Generative AI has surged in popularity and use cases in the last few years to become seemingly ubiquitous. Large language models (LLMs) are used frequently to produce outputs for all kinds of purposes. You can ask generative AI a question and it will produce an answer. You can tell an LLM to write a story and it will try to, with varying degrees of coherence. You are given an AI generated summary drawn from many websites whenever performing a simple web search, and you're expected to make use of it. Such AI output loudly precedes actual search results at the top of the page.
Not providing any guidance on the use of generative AI, for an open access publisher, is no longer an option. At the OLH, we have been monitoring the progress of adequate guidance of the use of generative AI for more than two years—but anything beyond very basic measures, particularly those outlined by the Committee on Publishing Ethics (COPE), has not at the time of writing been formalised into a set of universal standards which publishers can rely upon.
This is perhaps the most difficult aspect of forming a policy on AI for a publisher: not knowing exactly what will come next. We can work with what has already been established, but beyond the basic concept that generative AI is not a person and is therefore not a legal entity, there is almost nothing: a lack of concrete guidance and general awareness of the problems raised by AI technologies, whilst they are being rolled out at lightning speed across online platforms and software applications.

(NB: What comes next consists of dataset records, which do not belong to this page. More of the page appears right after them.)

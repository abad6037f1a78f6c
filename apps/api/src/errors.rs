use axum::{
    http::StatusCode,
    response::{IntoResponse, Response},
    Json,
};
use serde_json::json;
use thiserror::Error;

use crate::import::ImportError;

/// Application-level error type.
/// Implements `IntoResponse` so Axum handlers can return `Result<T, AppError>`.
#[derive(Debug, Error)]
pub enum AppError {
    #[error("Not found: {0}")]
    NotFound(String),

    #[error("Validation error: {0}")]
    Validation(String),

    #[error(transparent)]
    Import(#[from] ImportError),

    #[error("Internal server error: {0}")]
    Internal(#[from] anyhow::Error),
}

fn import_status(err: &ImportError) -> StatusCode {
    match err {
        ImportError::InvalidFileType { .. } => StatusCode::UNSUPPORTED_MEDIA_TYPE,
        ImportError::FileTooLarge { .. } => StatusCode::PAYLOAD_TOO_LARGE,
        ImportError::EmptyContent => StatusCode::UNPROCESSABLE_ENTITY,
        ImportError::ExtractionFailed(_) => StatusCode::BAD_GATEWAY,
        ImportError::ServiceUnavailable => StatusCode::SERVICE_UNAVAILABLE,
        ImportError::Busy(_) | ImportError::InvalidTransition { .. } | ImportError::Cancelled => {
            StatusCode::CONFLICT
        }
        ImportError::Internal(_) => StatusCode::INTERNAL_SERVER_ERROR,
    }
}

impl IntoResponse for AppError {
    fn into_response(self) -> Response {
        let (status, code, message, retryable) = match &self {
            AppError::NotFound(msg) => (StatusCode::NOT_FOUND, "NOT_FOUND", msg.clone(), false),
            AppError::Validation(msg) => (
                StatusCode::BAD_REQUEST,
                "VALIDATION_ERROR",
                msg.clone(),
                false,
            ),
            AppError::Import(e) => {
                match e {
                    ImportError::Internal(detail) => {
                        tracing::error!("Import internal error: {detail}")
                    }
                    ImportError::InvalidFileType { file_name } => {
                        tracing::debug!("Rejected upload '{file_name}'")
                    }
                    _ => {}
                }
                (import_status(e), e.code(), e.to_string(), e.retryable())
            }
            AppError::Internal(e) => {
                tracing::error!("Internal error: {e:?}");
                (
                    StatusCode::INTERNAL_SERVER_ERROR,
                    "INTERNAL_ERROR",
                    "An internal server error occurred".to_string(),
                    true,
                )
            }
        };

        let body = Json(json!({
            "error": {
                "code": code,
                "message": message,
                "retryable": retryable
            }
        }));

        (status, body).into_response()
    }
}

Here is a taste of the potential issues we have had to take into account as a publisher, to which there are not always satisfactory answers or solutions:
- Authors using generative AI knowingly, with purpose for their research, and unknowingly, perhaps as a tool integrated into software;
- Authors not knowing that generative AI has no legal claim to authorship and therefore cannot be listed as a co-author, contributor, etc.;
- Authors having no reasonable control over what happens to their published work in terms of LLM model training;
- Editors inappropriately using generative AI to make an editorial decision that they pass off as their own;
- Reviewers using generative AI to fabricate peer review reports for an author's work;
- Editors and reviewers using generative AI to help produce reports or to help make editorial decisions, which may lead to feeding an author's work into an LLM without their consent.
The OLH can take a stand on requiring editors, reviewers and authors to be appropriate actors in the publishing process, informed about why they should not undertake questionable and unethical activities that would affect research integrity and editorial best practice. However, some of the above issues, in many ways frustratingly, lie beyond our control. How do we, for example, prevent an author's research from being fed into an LLM, which could be used for model training, when generative AI is integrated into applications and its use now encouraged so widely? The risk of one actor in the publishing workflow, perhaps without thinking, asking an LLM to paraphrase a section of an author's work is not something anyone can reasonably police or prevent from happening.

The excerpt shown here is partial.